يومية الجزائر
Édition du
20 October 2019

Sauver le régime actuel, c’est programmer la mort certaine de l’Algérie.


Ait Benali Boubekeur
« Ce système, que certains veulent préserver coûte que coûte, n’a pas assuré l’édification de l’État, l’efficience du gouvernement, l’administration du pays et son développement. Mais il a réussi à empêcher le projet Algérie de devenir une réalité », extrait de la contribution de Mouloud Hamrouche, le 4 septembre 2019.

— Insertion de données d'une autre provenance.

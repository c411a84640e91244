//! Error types for review coordination.
//!
//! Only configuration and internal-invariant failures surface here. Reviewer
//! failures are contained inside each agent and never reach the orchestrator.

use crate::conversation::ReviewPhase;

/// Errors raised by the review coordination layer.
#[derive(Debug, thiserror::Error)]
pub enum ReviewError {
    #[error("reviewer roster is empty")]
    EmptyRoster,

    #[error("duplicate reviewer name in roster: {0}")]
    DuplicateAgent(String),

    #[error(
        "unknown consensus method '{0}' (expected majority, unanimous, weighted or security_veto)"
    )]
    UnknownConsensusMethod(String),

    #[error("max_rounds must be at least 1, got {0}")]
    InvalidMaxRounds(u32),

    #[error("role weight for {agent} must be finite and non-negative, got {weight}")]
    InvalidRoleWeight { agent: String, weight: f64 },

    #[error("invalid phase transition {from} → {to}")]
    InvalidTransition { from: ReviewPhase, to: ReviewPhase },

    #[error("conversation log is already sealed")]
    LogSealed,

    #[error("serialization error: {0}")]
    Serialization(#[from] serde_json::Error),
}

impl ReviewError {
    /// Whether this error stems from caller-supplied configuration.
    pub fn is_configuration(&self) -> bool {
        matches!(
            self,
            Self::EmptyRoster
                | Self::DuplicateAgent(_)
                | Self::UnknownConsensusMethod(_)
                | Self::InvalidMaxRounds(_)
                | Self::InvalidRoleWeight { .. }
        )
    }
}

/// Result type for review coordination operations.
pub type ReviewResult<T> = Result<T, ReviewError>;
//! Consensus property tests — policy invariants checked across generated
//! vote ledgers.
//!
//! Tests verify:
//! - A majority winner always holds more than half of the votes
//! - Unanimous agreement always reaches consensus on that verdict
//! - Weighted scores sum to 1.0 whenever total weight is positive
//! - A confident security rejection always wins under the veto policy
//! - Re-voting replaces a reviewer's entry without growing the ledger
//! - Discussion stops at the round limit even without consensus

use review_coordination::{
    ConsensusManager, ConsensusMethod, RoleWeights, Verdict, SECURITY_AUDITOR,
};

const METHODS: [ConsensusMethod; 4] = [
    ConsensusMethod::Majority,
    ConsensusMethod::Unanimous,
    ConsensusMethod::Weighted,
    ConsensusMethod::SecurityVeto,
];

/// Deterministic pseudo-random vote sets: every combination of verdicts for
/// `voters` reviewers, with confidences derived from the combination index.
fn ledgers(voters: usize) -> Vec<Vec<(String, Verdict, f64)>> {
    let combos = 3usize.pow(voters as u32);
    (0..combos)
        .map(|mut seed| {
            (0..voters)
                .map(|i| {
                    let verdict = Verdict::ALL[seed % 3];
                    seed /= 3;
                    let confidence = ((i * 37 + combos) % 11) as f64 / 10.0;
                    (format!("agent-{}", i), verdict, confidence)
                })
                .collect()
        })
        .collect()
}

fn manager_with(method: ConsensusMethod, votes: &[(String, Verdict, f64)]) -> ConsensusManager {
    let mut manager = ConsensusManager::new(method);
    for (name, verdict, confidence) in votes {
        manager.add_vote(name, *verdict, *confidence, "");
    }
    manager
}

// ── Property: majority winner holds > N/2 ──────────────────────────

#[test]
fn prop_majority_winner_is_strict() {
    for voters in 1..=5 {
        for votes in ledgers(voters) {
            let result = manager_with(ConsensusMethod::Majority, &votes).calculate_consensus();
            let count = votes
                .iter()
                .filter(|(_, v, _)| *v == result.final_verdict)
                .count();

            if result.consensus_reached {
                assert!(
                    count * 2 > voters,
                    "voters={}: winner {} has only {} votes",
                    voters,
                    result.final_verdict,
                    count
                );
                assert_ne!(result.final_verdict, Verdict::NeedsDiscussion);
            } else {
                assert_eq!(result.final_verdict, Verdict::NeedsDiscussion);
            }
        }
    }
}

// ── Property: identical votes are unanimous ────────────────────────

#[test]
fn prop_unanimous_agreement_reaches_consensus() {
    for voters in 1..=6 {
        for verdict in Verdict::ALL {
            let votes: Vec<_> = (0..voters)
                .map(|i| (format!("agent-{}", i), verdict, 0.1 * i as f64))
                .collect();
            let result = manager_with(ConsensusMethod::Unanimous, &votes).calculate_consensus();
            assert!(result.consensus_reached, "voters={} verdict={}", voters, verdict);
            assert_eq!(result.final_verdict, verdict);
            assert!(result.dissenting_opinions.is_empty());
        }
    }
}

// ── Property: weighted scores are normalized ───────────────────────

#[test]
fn prop_weighted_scores_sum_to_one() {
    for voters in 1..=5 {
        for votes in ledgers(voters) {
            let manager = manager_with(ConsensusMethod::Weighted, &votes);
            let total: f64 = votes.iter().map(|(_, _, c)| c).sum();
            let scores = manager.weighted_scores();

            if total > 0.0 {
                assert!(
                    (scores.sum() - 1.0).abs() < 1e-9,
                    "voters={}: scores sum to {}",
                    voters,
                    scores.sum()
                );
                let result = manager.calculate_consensus();
                assert_eq!(result.total_confidence, scores.get(result.final_verdict));
                assert_eq!(result.consensus_reached, result.total_confidence > 0.5);
            } else {
                assert_eq!(scores.sum(), 0.0);
            }
        }
    }
}

// ── Property: confident security rejection always wins ─────────────

#[test]
fn prop_security_veto_is_absolute() {
    for voters in 0..=4 {
        for votes in ledgers(voters) {
            for confidence in [0.7, 0.85, 1.0] {
                let mut manager = manager_with(ConsensusMethod::SecurityVeto, &votes);
                manager.add_vote(SECURITY_AUDITOR, Verdict::Reject, confidence, "exec()");

                let result = manager.calculate_consensus();
                assert_eq!(result.final_verdict, Verdict::Reject);
                assert!(result.consensus_reached);
                assert_eq!(result.total_confidence, confidence);

                let dissenters = votes.iter().filter(|(_, v, _)| *v != Verdict::Reject).count();
                assert_eq!(result.dissenting_opinions.len(), dissenters);
            }
        }
    }
}

#[test]
fn prop_weak_security_rejection_is_just_a_vote() {
    for confidence in [0.0, 0.3, 0.69] {
        let mut manager = ConsensusManager::new(ConsensusMethod::SecurityVeto)
            .with_role_weights(RoleWeights::default());
        manager.add_vote("a", Verdict::Approve, 0.9, "");
        manager.add_vote("b", Verdict::Approve, 0.9, "");
        manager.add_vote(SECURITY_AUDITOR, Verdict::Reject, confidence, "");

        let result = manager.calculate_consensus();
        assert_eq!(result.final_verdict, Verdict::Approve, "confidence={}", confidence);
        assert!(!result.summary.starts_with("SECURITY VETO"));
    }
}

// ── Property: same-agent replacement is idempotent ─────────────────

#[test]
fn prop_add_vote_replaces_in_place() {
    for method in METHODS {
        let mut manager = ConsensusManager::new(method);
        for round in 0..5 {
            for verdict in Verdict::ALL {
                manager.add_vote("a", verdict, 0.1 * round as f64, "first");
                manager.add_vote("b", verdict, 0.5, "second");
                manager.add_vote("a", verdict, 0.9, "latest");

                assert_eq!(manager.votes().len(), 2);
                let vote = manager.votes().get("a").unwrap();
                assert_eq!(vote.verdict, verdict);
                assert_eq!(vote.confidence, 0.9);
                assert_eq!(vote.rationale, "latest");
            }
        }
    }
}

// ── Property: round limit always terminates discussion ─────────────

#[test]
fn prop_should_continue_false_at_round_limit() {
    for method in METHODS {
        for max_rounds in 1..=4 {
            let mut manager = ConsensusManager::new(method).with_max_rounds(max_rounds);
            manager.add_vote("a", Verdict::Approve, 0.5, "");
            manager.add_vote("b", Verdict::Reject, 0.5, "");
            manager.add_vote("c", Verdict::NeedsDiscussion, 0.5, "");

            for _ in 0..max_rounds {
                assert!(manager.should_continue(), "method={} max={}", method, max_rounds);
                manager.increment_round();
            }
            assert!(!manager.should_continue(), "method={} max={}", method, max_rounds);
            assert_eq!(manager.calculate_consensus().rounds_taken, max_rounds);
        }
    }
}

// ── Property: evaluation is a pure function of the ledger ──────────

#[test]
fn prop_evaluation_is_repeatable() {
    for method in METHODS {
        for votes in ledgers(3) {
            let manager = manager_with(method, &votes);
            assert_eq!(manager.calculate_consensus(), manager.calculate_consensus());
        }
    }
}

C’est ce système vicié que les tenants du régime veulent perpétuer. Bien qu’ils invoquent les intérêts suprêmes de la nation, dans la réalité, tout le monde sait que ce type de régime ne peut ni innover ni transformer le pays. Car le mal est dans son essence même. D’où l’exigence de définir le calendrier de son départ avant de parler de la prochaine étape.
Pourquoi une telle demande de la rue ? La raison est très simple : il n’a jamais toléré la moindre participation du peuple. Depuis 1962, ce régime, qui règne sans partage, a comme principal défaut le non-respect de la souveraineté du peuple. En empêchant le peuple de participer à la construction de ses institutions, le régime a renvoyé la libération du peuple –le territoire a été libéré par le sacrifice des meilleurs fils de l’Algérie – aux calendes grecques.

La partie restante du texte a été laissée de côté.